Deep neural networks (DNNs) have greatly advanced the ability to predict genome function from sequence. However, elucidating underlying biological mechanisms from genomic DNNs remains challenging. Existing interpretability methods, such as attribution maps, have their origins in non-biological machine learning applications and therefore have the potential to be improved by incorporating domain-specific interpretation strategies. Here we introduce SQUID (Surrogate Quantitative Interpretability for Deepnets), a genomic DNN interpretability framework based on domain-specific surrogate modelling. SQUID approximates genomic DNNs in user-specified regions of sequence space using surrogate models—simpler quantitative models that have inherently interpretable mathematical forms. SQUID leverages domain knowledge to model cis-regulatory mechanisms in genomic DNNs, in particular by removing the confounding effects that nonlinearities and heteroscedastic noise in functional genomics data can have on model interpretation. Benchmarking analysis on multiple genomic DNNs shows that SQUID, when compared to established interpretability methods, identifies motifs that are more consistent across genomic loci and yields improved single-nucleotide variant-effect predictions. SQUID also supports surrogate models that quantify epistatic interactions within and between cis-regulatory elements, as well as global explanations of cis-regulatory mechanisms across sequence contexts. SQUID thus advances the ability to mechanistically interpret genomic DNNs.

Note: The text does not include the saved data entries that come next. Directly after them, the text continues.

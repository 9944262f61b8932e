//! Single-active-scene dispatcher

use thiserror::Error;

use crate::{AssetError, Color, DrawList, InputEvent, TextureError};

#[derive(Error, Debug)]
pub enum SceneError {
    #[error("Scene setup failed: {0}")]
    Texture(#[from] TextureError),
    #[error("Scene setup failed: {0}")]
    Asset(#[from] AssetError),
}

/// One screen of the application.
///
/// `E` is whatever shared environment the application hands to new scenes.
pub trait Scene<E> {
    fn on_new(env: &E) -> Result<Self, SceneError>
    where
        Self: Sized;

    /// Called once when the scene is replaced or the loop ends.
    fn on_delete(&mut self) {}

    fn on_process_event(&mut self, event: &InputEvent);

    fn on_update(&mut self, delta_time: f64);

    fn on_draw(&self, list: &mut DrawList);
}

/// Whether the frame loop should keep going.
#[derive(Debug, Clone, Copy, PartialEq, Eq)]
pub enum LoopControl {
    Continue,
    Quit,
}

/// Owns at most one active scene and drives it through frames.
pub struct SceneManager<E> {
    env: E,
    active: Option<Box<dyn Scene<E>>>,
}

impl<E> SceneManager<E> {
    pub fn new(env: E) -> Self {
        Self { env, active: None }
    }

    pub fn env(&self) -> &E {
        &self.env
    }

    pub fn has_scene(&self) -> bool {
        self.active.is_some()
    }

    /// Build a scene of type `S` and make it active, tearing down the
    /// previous one. If construction fails the previous scene stays.
    pub fn go_to<S>(&mut self) -> Result<(), SceneError>
    where
        S: Scene<E> + 'static,
    {
        let scene = S::on_new(&self.env)?;
        self.install(Box::new(scene));
        Ok(())
    }

    /// Make an already built scene active, tearing down the previous one.
    pub fn install(&mut self, scene: Box<dyn Scene<E>>) {
        self.shutdown();
        self.active = Some(scene);
        log::info!("Scene installed");
    }

    /// Tear down the active scene, if any.
    pub fn shutdown(&mut self) {
        if let Some(mut scene) = self.active.take() {
            scene.on_delete();
        }
    }

    pub fn process_event(&mut self, event: &InputEvent) -> LoopControl {
        if let InputEvent::Quit = event {
            log::info!("Quit requested");
            self.shutdown();
            return LoopControl::Quit;
        }

        if let Some(scene) = self.active.as_mut() {
            scene.on_process_event(event);
        }
        LoopControl::Continue
    }

    pub fn update(&mut self, delta_time: f64) {
        if let Some(scene) = self.active.as_mut() {
            scene.on_update(delta_time);
        }
    }

    /// Start a new black frame and let the active scene fill it.
    pub fn draw(&self, list: &mut DrawList) {
        list.clear(Color::BLACK);
        if let Some(scene) = self.active.as_ref() {
            scene.on_draw(list);
        }
    }

    /// One frame: dispatch every polled event, then update, then draw.
    ///
    /// A quit event ends the frame immediately; later events, the update
    /// and the draw are skipped and the active scene is torn down.
    pub fn run_frame<I>(&mut self, events: I, delta_time: f64, list: &mut DrawList) -> LoopControl
    where
        I: IntoIterator<Item = InputEvent>,
    {
        for event in events {
            if self.process_event(&event) == LoopControl::Quit {
                return LoopControl::Quit;
            }
        }

        self.update(delta_time);
        self.draw(list);
        LoopControl::Continue
    }
}

impl<E> Drop for SceneManager<E> {
    fn drop(&mut self) {
        self.shutdown();
    }
}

深度神经网络 (DNN) 极大地提高了根据序列预测基因组功能的能力。然而，从基因组 DNN 中阐明潜在的生物学机制仍然具有挑战性。现有的可解释性方法（例如归因图）起源于非生物机器学习应用，因此有可能通过结合特定领域的解释策略来改进。在这里，我们介绍 SQUID（Deepnets 的代理定量可解释性），这是一种基于特定领域代理建模的基因组 DNN 可解释性框架。 SQUID 使用代理模型（具有本质上可解释的数学形式的更简单的定量模型）在序列空间的用户指定区域中近似基因组 DNN。 SQUID 利用领域知识对基因组 DNN 中的顺式调控机制进行建模，特别是通过消除功能基因组数据中的非线性和异方差噪声对模型解释可能产生的混杂影响。对多个基因组 DNN 的基准分析表明，与已建立的可解释性方法相比，SQUID 识别出在基因组位点上更加一致的基序，并产生改进的单核苷酸变异效应预测。 SQUID 还支持量化顺式调控元件内部和之间的上位相互作用的替代模型，以及跨序列上下文的顺式调控机制的全局解释。因此，SQUID 提高了机械解释基因组 DNN 的能力。